+++ Excerpted records

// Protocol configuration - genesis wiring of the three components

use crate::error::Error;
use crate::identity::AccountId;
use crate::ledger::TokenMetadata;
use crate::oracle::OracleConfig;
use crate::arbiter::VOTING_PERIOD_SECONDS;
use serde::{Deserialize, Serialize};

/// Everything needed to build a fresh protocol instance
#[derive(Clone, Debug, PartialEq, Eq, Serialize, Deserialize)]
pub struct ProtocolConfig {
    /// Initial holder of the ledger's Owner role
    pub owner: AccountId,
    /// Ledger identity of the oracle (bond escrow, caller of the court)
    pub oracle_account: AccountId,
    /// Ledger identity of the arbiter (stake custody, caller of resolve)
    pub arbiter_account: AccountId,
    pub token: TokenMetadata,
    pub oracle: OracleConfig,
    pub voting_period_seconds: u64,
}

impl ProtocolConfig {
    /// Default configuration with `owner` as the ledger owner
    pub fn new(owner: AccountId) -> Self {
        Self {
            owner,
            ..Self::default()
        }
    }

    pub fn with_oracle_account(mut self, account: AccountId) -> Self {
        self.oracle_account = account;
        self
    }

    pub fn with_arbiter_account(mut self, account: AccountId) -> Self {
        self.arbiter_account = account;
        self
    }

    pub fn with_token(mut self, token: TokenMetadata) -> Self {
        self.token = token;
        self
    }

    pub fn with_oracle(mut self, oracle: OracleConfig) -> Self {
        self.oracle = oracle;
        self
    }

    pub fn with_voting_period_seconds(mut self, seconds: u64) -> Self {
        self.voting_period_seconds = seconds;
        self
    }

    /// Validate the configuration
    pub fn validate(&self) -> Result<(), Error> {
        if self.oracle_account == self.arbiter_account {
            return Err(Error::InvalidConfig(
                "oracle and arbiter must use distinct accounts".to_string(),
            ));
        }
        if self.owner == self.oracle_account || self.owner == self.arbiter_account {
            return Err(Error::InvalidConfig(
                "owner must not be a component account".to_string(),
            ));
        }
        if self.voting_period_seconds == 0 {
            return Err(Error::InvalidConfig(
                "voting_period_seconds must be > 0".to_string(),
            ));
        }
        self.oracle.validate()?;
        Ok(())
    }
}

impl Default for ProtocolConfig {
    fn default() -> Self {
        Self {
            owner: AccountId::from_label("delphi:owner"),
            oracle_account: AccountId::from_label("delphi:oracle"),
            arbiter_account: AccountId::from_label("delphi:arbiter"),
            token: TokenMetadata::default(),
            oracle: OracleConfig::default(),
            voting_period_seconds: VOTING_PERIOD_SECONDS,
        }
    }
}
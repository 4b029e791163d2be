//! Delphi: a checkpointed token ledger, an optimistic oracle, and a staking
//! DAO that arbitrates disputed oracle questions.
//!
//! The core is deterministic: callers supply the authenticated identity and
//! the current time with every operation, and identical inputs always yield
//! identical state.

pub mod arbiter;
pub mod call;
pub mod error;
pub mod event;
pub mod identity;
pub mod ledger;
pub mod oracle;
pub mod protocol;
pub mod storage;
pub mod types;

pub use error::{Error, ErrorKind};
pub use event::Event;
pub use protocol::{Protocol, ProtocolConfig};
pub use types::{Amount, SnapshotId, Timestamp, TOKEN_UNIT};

++++++
+++ Excerpted records

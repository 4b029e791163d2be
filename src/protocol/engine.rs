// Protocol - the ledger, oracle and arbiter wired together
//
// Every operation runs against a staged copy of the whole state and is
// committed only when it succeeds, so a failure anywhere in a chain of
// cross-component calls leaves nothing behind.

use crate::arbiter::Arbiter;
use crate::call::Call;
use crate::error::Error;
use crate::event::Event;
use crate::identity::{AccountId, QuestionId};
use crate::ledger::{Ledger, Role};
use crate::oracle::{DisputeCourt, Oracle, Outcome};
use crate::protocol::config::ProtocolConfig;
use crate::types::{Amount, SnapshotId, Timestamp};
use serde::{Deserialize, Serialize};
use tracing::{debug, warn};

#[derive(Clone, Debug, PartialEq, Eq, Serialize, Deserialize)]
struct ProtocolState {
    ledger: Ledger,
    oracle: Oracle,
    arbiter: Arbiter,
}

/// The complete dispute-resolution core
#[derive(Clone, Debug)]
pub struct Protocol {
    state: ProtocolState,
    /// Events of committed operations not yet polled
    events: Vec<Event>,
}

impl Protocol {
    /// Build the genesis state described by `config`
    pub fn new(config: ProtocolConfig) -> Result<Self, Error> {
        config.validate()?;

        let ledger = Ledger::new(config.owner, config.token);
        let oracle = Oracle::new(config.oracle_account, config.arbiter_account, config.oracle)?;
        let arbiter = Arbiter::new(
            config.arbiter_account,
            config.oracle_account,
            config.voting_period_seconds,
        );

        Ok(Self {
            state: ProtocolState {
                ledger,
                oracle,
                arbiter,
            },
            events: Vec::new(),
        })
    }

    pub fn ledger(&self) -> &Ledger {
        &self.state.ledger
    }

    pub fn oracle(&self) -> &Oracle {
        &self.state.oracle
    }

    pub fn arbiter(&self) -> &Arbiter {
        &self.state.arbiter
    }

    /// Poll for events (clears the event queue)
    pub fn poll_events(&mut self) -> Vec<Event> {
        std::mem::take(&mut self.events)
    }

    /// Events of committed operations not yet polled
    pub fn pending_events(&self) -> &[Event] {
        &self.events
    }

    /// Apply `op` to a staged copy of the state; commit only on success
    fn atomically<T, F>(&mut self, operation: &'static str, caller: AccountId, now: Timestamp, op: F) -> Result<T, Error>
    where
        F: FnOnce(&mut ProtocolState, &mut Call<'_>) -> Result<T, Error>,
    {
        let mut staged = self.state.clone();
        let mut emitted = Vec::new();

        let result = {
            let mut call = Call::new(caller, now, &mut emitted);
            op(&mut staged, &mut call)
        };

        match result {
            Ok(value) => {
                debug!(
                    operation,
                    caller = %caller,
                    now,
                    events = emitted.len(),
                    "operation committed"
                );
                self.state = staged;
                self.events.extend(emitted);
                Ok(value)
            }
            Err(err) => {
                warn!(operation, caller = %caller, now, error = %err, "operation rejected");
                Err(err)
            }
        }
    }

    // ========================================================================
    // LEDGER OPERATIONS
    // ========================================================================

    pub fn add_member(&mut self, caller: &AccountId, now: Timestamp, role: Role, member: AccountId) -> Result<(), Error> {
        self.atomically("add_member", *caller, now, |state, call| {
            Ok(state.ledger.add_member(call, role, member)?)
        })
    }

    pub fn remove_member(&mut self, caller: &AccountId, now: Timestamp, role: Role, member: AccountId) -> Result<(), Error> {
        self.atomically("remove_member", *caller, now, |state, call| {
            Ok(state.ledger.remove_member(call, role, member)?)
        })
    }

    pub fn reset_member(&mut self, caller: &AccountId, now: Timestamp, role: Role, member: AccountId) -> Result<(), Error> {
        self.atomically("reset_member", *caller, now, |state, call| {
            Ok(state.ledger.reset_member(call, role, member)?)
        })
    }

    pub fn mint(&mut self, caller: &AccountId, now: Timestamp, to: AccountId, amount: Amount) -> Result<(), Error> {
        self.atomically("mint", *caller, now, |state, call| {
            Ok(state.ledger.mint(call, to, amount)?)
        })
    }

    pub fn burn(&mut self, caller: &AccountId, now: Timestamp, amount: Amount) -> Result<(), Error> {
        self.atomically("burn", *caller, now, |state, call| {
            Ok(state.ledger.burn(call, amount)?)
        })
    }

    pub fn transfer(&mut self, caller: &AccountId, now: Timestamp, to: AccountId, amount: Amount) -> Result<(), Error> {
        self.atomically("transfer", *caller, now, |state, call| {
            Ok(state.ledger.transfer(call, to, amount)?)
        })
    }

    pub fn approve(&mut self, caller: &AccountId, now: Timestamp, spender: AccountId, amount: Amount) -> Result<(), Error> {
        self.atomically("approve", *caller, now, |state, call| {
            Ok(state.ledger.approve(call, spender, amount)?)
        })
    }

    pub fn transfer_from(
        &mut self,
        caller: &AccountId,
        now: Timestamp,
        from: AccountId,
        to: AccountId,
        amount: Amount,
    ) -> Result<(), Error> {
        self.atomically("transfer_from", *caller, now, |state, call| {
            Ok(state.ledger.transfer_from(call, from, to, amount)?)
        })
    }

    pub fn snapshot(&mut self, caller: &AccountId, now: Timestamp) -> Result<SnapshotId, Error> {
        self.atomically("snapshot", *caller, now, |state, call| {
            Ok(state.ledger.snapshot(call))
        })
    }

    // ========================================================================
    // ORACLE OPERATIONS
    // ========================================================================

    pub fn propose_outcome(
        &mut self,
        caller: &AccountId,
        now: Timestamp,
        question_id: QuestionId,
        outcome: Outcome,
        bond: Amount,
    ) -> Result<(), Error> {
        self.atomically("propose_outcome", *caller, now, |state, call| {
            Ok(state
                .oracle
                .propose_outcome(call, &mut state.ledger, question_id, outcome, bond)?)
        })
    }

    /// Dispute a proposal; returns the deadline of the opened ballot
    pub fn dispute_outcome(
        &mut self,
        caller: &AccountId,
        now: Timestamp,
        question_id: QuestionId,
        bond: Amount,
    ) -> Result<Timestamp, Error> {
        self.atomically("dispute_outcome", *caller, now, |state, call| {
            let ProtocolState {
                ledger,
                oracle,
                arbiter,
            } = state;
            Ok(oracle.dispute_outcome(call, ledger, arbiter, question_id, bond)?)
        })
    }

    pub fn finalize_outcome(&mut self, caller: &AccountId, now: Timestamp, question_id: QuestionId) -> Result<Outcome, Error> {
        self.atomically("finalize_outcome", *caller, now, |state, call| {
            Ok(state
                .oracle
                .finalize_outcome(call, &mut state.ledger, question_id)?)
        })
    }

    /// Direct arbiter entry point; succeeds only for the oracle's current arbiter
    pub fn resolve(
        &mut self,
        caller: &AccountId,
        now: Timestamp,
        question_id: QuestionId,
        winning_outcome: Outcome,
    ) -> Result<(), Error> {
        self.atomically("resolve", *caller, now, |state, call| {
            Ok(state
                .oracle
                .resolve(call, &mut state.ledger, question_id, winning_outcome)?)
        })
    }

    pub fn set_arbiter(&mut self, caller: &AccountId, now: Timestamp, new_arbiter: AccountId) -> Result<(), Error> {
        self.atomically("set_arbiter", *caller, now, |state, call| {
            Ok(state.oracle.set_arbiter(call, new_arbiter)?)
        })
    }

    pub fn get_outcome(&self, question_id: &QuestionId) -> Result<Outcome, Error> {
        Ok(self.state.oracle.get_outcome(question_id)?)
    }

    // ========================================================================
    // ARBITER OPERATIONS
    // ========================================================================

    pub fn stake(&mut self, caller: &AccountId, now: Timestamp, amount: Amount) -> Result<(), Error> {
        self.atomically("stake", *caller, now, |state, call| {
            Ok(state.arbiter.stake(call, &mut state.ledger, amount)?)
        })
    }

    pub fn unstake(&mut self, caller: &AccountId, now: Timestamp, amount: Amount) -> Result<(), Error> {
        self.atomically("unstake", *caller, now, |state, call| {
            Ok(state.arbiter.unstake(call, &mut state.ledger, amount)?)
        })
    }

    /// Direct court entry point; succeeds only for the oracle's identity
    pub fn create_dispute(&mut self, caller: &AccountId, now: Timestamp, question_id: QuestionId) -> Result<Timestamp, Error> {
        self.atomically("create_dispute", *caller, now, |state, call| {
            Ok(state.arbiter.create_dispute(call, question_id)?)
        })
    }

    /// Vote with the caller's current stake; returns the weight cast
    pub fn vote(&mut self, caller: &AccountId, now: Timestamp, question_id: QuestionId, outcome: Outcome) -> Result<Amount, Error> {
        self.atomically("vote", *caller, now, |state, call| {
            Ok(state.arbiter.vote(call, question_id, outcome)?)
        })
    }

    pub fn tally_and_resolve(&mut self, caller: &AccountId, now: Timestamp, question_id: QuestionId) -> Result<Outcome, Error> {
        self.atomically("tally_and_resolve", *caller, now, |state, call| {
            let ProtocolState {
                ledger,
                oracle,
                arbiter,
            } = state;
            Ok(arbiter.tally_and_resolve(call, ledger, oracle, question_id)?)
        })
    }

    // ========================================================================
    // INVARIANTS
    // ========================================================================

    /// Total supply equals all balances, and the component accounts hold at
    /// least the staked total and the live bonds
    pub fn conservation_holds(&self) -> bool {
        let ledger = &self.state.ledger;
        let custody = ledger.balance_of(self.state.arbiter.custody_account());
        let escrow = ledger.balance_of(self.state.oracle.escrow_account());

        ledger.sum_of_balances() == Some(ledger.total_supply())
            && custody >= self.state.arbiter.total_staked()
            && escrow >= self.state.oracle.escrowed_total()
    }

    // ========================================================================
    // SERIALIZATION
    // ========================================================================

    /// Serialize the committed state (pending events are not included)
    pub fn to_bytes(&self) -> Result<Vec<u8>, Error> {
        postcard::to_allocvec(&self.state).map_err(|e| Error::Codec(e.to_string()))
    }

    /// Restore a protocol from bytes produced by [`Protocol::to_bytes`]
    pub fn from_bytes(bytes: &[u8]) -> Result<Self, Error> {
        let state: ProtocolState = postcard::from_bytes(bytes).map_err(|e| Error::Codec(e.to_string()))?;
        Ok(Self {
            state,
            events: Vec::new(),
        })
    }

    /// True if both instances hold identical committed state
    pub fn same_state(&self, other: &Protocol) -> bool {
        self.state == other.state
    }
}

++++++
+++ Excerpted records

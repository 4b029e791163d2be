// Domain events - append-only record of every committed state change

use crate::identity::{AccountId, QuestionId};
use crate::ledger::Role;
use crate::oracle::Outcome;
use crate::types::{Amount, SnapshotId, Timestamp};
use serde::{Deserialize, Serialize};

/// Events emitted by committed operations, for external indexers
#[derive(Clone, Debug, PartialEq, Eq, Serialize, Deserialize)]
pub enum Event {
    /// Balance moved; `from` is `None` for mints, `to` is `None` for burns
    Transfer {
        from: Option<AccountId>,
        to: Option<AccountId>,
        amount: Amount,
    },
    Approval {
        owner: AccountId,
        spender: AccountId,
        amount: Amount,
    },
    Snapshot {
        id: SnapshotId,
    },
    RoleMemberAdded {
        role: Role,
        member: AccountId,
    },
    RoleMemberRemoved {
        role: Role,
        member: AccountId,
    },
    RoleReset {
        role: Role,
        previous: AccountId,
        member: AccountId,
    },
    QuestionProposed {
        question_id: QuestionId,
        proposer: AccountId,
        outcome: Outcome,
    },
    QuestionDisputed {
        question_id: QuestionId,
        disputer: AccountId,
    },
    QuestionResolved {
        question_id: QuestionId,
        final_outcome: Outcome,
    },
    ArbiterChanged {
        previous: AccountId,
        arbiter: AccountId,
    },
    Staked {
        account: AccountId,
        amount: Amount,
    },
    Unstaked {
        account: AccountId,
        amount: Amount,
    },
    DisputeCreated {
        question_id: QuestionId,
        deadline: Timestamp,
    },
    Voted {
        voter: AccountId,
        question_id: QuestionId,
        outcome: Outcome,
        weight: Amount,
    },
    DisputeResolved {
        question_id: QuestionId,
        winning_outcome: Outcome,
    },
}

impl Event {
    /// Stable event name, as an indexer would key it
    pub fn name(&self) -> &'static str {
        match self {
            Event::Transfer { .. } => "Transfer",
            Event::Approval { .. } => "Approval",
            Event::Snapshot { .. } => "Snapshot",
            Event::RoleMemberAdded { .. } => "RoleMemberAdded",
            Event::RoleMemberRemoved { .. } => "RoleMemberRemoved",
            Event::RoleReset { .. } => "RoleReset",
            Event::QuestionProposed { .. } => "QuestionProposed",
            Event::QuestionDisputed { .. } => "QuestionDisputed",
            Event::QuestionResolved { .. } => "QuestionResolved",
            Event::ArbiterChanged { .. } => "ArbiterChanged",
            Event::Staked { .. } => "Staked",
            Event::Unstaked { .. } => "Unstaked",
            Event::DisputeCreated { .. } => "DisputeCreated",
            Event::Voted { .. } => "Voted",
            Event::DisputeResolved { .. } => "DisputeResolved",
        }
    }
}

++++++

Count how many lines in the entries above hold the word "escrow". Give that number by itself.

* **Your solution**:
3